Saved entries:
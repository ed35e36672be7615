//! Request spans for the HTTP API

use std::time::{Duration, Instant};

use actix_web::{
    dev::{ServiceRequest, ServiceResponse},
    HttpMessage as _,
};
use tracing_actix_web::{DefaultRootSpanBuilder, RootSpanBuilder};

/// Requests taking longer are logged at warn level. Syncing a whole class is
/// expected to take a while.
const SLOW_REQUEST: Duration = Duration::from_secs(60);

/// [`DefaultRootSpanBuilder`] that also records how long each request took.
pub struct GradesyncRootSpanBuilder;

/// When the request arrived, kept in the request extensions.
#[derive(Clone, Copy)]
struct Received(Instant);

impl RootSpanBuilder for GradesyncRootSpanBuilder {
    fn on_request_start(request: &ServiceRequest) -> tracing::Span {
        request.extensions_mut().insert(Received(Instant::now()));
        tracing_actix_web::root_span!(request, elapsed_ms = tracing::field::Empty)
    }

    fn on_request_end<B: actix_web::body::MessageBody>(
        span: tracing::Span,
        outcome: &Result<ServiceResponse<B>, actix_web::Error>,
    ) {
        if let Ok(response) = outcome.as_ref() {
            let received = response.request().extensions().get::<Received>().copied();
            if let Some(Received(at)) = received {
                let elapsed = at.elapsed();
                span.record("elapsed_ms", elapsed.as_millis());
                if elapsed > SLOW_REQUEST {
                    tracing::warn!(
                        path = response.request().path(),
                        elapsed_ms = elapsed.as_millis(),
                        "Slow grading request"
                    );
                }
            }
        }
        DefaultRootSpanBuilder::on_request_end(span, outcome);
    }
}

Work instruction:
Look through the records for the word "Duration". Every line that has it should be copied.

Exercise result:
use std::time::{Duration, Instant};
const SLOW_REQUEST: Duration = Duration::from_secs(60);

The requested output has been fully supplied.